What you will do :: The word to find is "stdout". State how many lines below contain it, giving only the number.

[[ Records for processing, beginning ]]

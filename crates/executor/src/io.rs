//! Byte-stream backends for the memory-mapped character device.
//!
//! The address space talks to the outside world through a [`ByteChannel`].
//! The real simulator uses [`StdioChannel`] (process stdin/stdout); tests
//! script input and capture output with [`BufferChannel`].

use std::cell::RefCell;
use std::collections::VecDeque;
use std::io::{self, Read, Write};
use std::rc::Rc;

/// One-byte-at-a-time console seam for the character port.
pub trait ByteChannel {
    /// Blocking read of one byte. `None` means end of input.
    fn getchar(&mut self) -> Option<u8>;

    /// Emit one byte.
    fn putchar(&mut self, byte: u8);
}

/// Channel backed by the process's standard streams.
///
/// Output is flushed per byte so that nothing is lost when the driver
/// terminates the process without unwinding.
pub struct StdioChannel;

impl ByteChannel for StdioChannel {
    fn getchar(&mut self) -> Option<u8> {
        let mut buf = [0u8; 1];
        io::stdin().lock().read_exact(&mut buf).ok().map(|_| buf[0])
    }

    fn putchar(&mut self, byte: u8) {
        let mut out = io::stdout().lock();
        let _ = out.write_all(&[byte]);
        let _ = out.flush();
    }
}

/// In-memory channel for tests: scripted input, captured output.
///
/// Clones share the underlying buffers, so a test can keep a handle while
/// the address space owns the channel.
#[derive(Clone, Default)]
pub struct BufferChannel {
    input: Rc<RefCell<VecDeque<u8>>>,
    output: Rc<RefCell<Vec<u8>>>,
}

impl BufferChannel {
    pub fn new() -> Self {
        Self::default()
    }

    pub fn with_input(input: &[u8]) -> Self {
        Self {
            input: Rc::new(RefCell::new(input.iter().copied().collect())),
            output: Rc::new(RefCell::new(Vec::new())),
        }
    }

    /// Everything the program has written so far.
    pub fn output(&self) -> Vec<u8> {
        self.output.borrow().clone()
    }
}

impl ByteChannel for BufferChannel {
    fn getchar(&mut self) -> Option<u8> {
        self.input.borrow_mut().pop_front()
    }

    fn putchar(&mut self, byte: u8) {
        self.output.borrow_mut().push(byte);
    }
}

[[ Records for processing, end ]]

Reply :: 2